#### INFORMATION SHOWN ####

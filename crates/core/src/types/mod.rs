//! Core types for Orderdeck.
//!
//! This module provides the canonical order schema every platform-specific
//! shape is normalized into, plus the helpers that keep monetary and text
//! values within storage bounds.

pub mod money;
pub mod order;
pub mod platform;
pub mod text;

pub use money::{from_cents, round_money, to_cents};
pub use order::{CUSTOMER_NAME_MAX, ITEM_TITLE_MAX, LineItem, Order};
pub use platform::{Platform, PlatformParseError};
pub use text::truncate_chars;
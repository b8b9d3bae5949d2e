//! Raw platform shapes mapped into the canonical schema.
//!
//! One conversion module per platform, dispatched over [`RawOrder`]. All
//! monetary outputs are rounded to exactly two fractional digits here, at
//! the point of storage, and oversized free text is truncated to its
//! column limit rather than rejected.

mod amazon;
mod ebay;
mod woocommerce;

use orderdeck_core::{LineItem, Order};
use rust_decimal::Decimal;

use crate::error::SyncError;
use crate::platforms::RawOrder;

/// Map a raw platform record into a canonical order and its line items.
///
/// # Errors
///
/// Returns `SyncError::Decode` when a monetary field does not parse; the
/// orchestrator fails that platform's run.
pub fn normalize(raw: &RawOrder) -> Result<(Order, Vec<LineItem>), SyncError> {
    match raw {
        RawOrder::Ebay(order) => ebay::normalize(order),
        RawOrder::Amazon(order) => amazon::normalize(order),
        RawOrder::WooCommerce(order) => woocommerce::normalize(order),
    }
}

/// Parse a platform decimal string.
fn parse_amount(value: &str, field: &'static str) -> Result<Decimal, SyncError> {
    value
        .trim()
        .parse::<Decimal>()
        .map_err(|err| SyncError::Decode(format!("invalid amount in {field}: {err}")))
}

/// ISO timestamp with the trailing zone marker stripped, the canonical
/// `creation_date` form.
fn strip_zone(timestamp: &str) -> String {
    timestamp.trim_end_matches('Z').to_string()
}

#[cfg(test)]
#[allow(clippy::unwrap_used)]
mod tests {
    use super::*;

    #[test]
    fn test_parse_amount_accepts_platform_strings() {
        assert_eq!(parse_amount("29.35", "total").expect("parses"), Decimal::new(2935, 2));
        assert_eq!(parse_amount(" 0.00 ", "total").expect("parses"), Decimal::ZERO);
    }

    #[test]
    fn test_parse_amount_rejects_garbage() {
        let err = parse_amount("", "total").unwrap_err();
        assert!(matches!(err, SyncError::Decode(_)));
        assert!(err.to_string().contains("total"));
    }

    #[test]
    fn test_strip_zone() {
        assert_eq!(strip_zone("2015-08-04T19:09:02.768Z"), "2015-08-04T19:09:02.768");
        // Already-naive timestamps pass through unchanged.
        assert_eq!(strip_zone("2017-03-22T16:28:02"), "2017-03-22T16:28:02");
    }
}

####

YOUR ASSIGNMENT: If a line in the entries above contains the word "module", copy it.

OUTPUT:
//! This module provides the canonical order schema every platform-specific
//! One conversion module per platform, dispatched over [`RawOrder`]. All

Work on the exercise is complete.